[Study material]:
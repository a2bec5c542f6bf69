use chrono::{DateTime, Utc};
use serde::{Deserialize, Serialize};
use uuid::Uuid;

use super::commands::OrderCommand;
use super::errors::OrderError;
use super::events::*;
use super::value_objects::{OrderItem, OrderStatus};

// ============================================================================
// Order Aggregate - Domain Logic
// ============================================================================
//
// Commands are validated against the current state and produce one event;
// applying the event produces the next state and bumps `version`. The store
// uses `version` for optimistic concurrency.
//
// ============================================================================

#[derive(Debug, Clone, PartialEq, Serialize, Deserialize)]
pub struct OrderAggregate {
    // Identity
    pub id: Uuid,
    pub version: i64,

    // Current State
    pub customer_id: Uuid,
    pub items: Vec<OrderItem>,
    pub status: OrderStatus,

    // Audit Trail
    pub created_at: DateTime<Utc>,
    pub updated_at: DateTime<Utc>,

    // Optional fields
    pub payment_reference: Option<String>,
    pub tracking_number: Option<String>,
    pub carrier: Option<String>,
    pub cancelled_reason: Option<String>,
}

impl OrderAggregate {
    /// Validate a new order and build its first state.
    pub fn create(
        order_id: Uuid,
        customer_id: Uuid,
        items: Vec<OrderItem>,
    ) -> Result<(Self, OrderEvent), OrderError> {
        validate_items(&items)?;

        let created = OrderCreated { customer_id, items };
        let now = Utc::now();
        let aggregate = Self {
            id: order_id,
            version: 1,
            customer_id,
            items: created.items.clone(),
            status: OrderStatus::Created,
            created_at: now,
            updated_at: now,
            payment_reference: None,
            tracking_number: None,
            carrier: None,
            cancelled_reason: None,
        };

        Ok((aggregate, OrderEvent::Created(created)))
    }

    /// Decide which event a command on an existing order produces.
    pub fn handle_command(&self, command: &OrderCommand) -> Result<OrderEvent, OrderError> {
        match command {
            OrderCommand::CreateOrder { order_id, .. } => Err(OrderError::AlreadyExists(*order_id)),

            OrderCommand::PayOrder { payment_reference, .. } => {
                match self.status {
                    OrderStatus::Created => {}
                    OrderStatus::Cancelled => return Err(OrderError::AlreadyCancelled),
                    _ => return Err(OrderError::AlreadyPaid),
                }
                if payment_reference.trim().is_empty() {
                    return Err(OrderError::MissingPaymentReference);
                }

                Ok(OrderEvent::Paid(OrderPaid {
                    payment_reference: payment_reference.clone(),
                    paid_at: Utc::now(),
                }))
            }

            OrderCommand::ShipOrder { tracking_number, carrier, .. } => {
                match self.status {
                    OrderStatus::Paid => {}
                    OrderStatus::Created => return Err(OrderError::NotPaid),
                    OrderStatus::Cancelled => return Err(OrderError::AlreadyCancelled),
                    _ => return Err(OrderError::InvalidStatusTransition(self.status)),
                }

                Ok(OrderEvent::Shipped(OrderShipped {
                    tracking_number: tracking_number.clone(),
                    carrier: carrier.clone(),
                    shipped_at: Utc::now(),
                }))
            }

            OrderCommand::DeliverOrder { signature, .. } => {
                match self.status {
                    OrderStatus::Shipped => {}
                    _ => return Err(OrderError::NotShipped),
                }

                Ok(OrderEvent::Delivered(OrderDelivered {
                    delivered_at: Utc::now(),
                    signature: signature.clone(),
                }))
            }

            OrderCommand::CancelOrder { reason, .. } => {
                match self.status {
                    OrderStatus::Cancelled => return Err(OrderError::AlreadyCancelled),
                    OrderStatus::Shipped | OrderStatus::Delivered => {
                        return Err(OrderError::InvalidStatusTransition(self.status))
                    }
                    OrderStatus::Created | OrderStatus::Paid => {}
                }

                Ok(OrderEvent::Cancelled(OrderCancelled {
                    reason: reason.clone(),
                }))
            }
        }
    }

    /// Fold an event into the state.
    pub fn apply(&mut self, event: &OrderEvent) {
        self.updated_at = Utc::now();
        self.version += 1;

        match event {
            OrderEvent::Created(e) => {
                self.customer_id = e.customer_id;
                self.items = e.items.clone();
                self.status = OrderStatus::Created;
            }
            OrderEvent::Paid(e) => {
                self.status = OrderStatus::Paid;
                self.payment_reference = Some(e.payment_reference.clone());
            }
            OrderEvent::Shipped(e) => {
                self.status = OrderStatus::Shipped;
                self.tracking_number = Some(e.tracking_number.clone());
                self.carrier = Some(e.carrier.clone());
            }
            OrderEvent::Delivered(_) => {
                self.status = OrderStatus::Delivered;
            }
            OrderEvent::Cancelled(e) => {
                self.status = OrderStatus::Cancelled;
                self.cancelled_reason = e.reason.clone();
            }
        }
    }
}

fn validate_items(items: &[OrderItem]) -> Result<(), OrderError> {
    if items.is_empty() {
        return Err(OrderError::EmptyItems);
    }

    for item in items {
        if item.quantity <= 0 {
            return Err(OrderError::InvalidQuantity(item.quantity));
        }
    }

    Ok(())
}

#[cfg(test)]
mod tests {
    use super::*;

    fn new_order() -> OrderAggregate {
        let (order, _) = OrderAggregate::create(
            Uuid::new_v4(),
            Uuid::new_v4(),
            vec![OrderItem::new(Uuid::new_v4(), 2)],
        )
        .unwrap();
        order
    }

    fn run(order: &mut OrderAggregate, command: OrderCommand) -> Result<OrderEvent, OrderError> {
        let event = order.handle_command(&command)?;
        order.apply(&event);
        Ok(event)
    }

    #[test]
    fn test_create_validates_items() {
        let empty = OrderAggregate::create(Uuid::new_v4(), Uuid::new_v4(), vec![]);
        assert_eq!(empty.unwrap_err(), OrderError::EmptyItems);

        let zero = OrderAggregate::create(
            Uuid::new_v4(),
            Uuid::new_v4(),
            vec![OrderItem::new(Uuid::new_v4(), 0)],
        );
        assert_eq!(zero.unwrap_err(), OrderError::InvalidQuantity(0));
    }

    #[test]
    fn test_full_lifecycle() {
        let mut order = new_order();
        let id = order.id;

        run(&mut order, OrderCommand::PayOrder { order_id: id, payment_reference: "pay-1".into() }).unwrap();
        run(
            &mut order,
            OrderCommand::ShipOrder { order_id: id, tracking_number: "1Z".into(), carrier: "UPS".into() },
        )
        .unwrap();
        let delivered = run(&mut order, OrderCommand::DeliverOrder { order_id: id, signature: None }).unwrap();

        assert!(matches!(delivered, OrderEvent::Delivered(_)));
        assert_eq!(order.status, OrderStatus::Delivered);
        assert_eq!(order.version, 4);
        assert_eq!(order.payment_reference.as_deref(), Some("pay-1"));
    }

    #[test]
    fn test_cannot_ship_unpaid_order() {
        let mut order = new_order();
        let id = order.id;
        let result = run(
            &mut order,
            OrderCommand::ShipOrder { order_id: id, tracking_number: "1Z".into(), carrier: "UPS".into() },
        );

        assert_eq!(result.unwrap_err(), OrderError::NotPaid);
        assert_eq!(order.version, 1);
    }

    #[test]
    fn test_cancel_rules() {
        let mut order = new_order();
        let id = order.id;

        run(&mut order, OrderCommand::CancelOrder { order_id: id, reason: Some("changed mind".into()) }).unwrap();
        assert_eq!(order.cancelled_reason.as_deref(), Some("changed mind"));

        let again = run(&mut order, OrderCommand::CancelOrder { order_id: id, reason: None });
        assert_eq!(again.unwrap_err(), OrderError::AlreadyCancelled);

        let pay = run(&mut order, OrderCommand::PayOrder { order_id: id, payment_reference: "p".into() });
        assert_eq!(pay.unwrap_err(), OrderError::AlreadyCancelled);
    }

    #[test]
    fn test_create_on_existing_order_is_rejected() {
        let order = new_order();
        let result = order.handle_command(&OrderCommand::CreateOrder {
            order_id: order.id,
            customer_id: Uuid::new_v4(),
            items: vec![OrderItem::new(Uuid::new_v4(), 1)],
        });

        assert_eq!(result.unwrap_err(), OrderError::AlreadyExists(order.id));
    }
}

[The problem]:
Every line above carrying the word "Deserialize" needs to be shown.

[Task solution]:
use serde::{Deserialize, Serialize};
#[derive(Debug, Clone, PartialEq, Serialize, Deserialize)]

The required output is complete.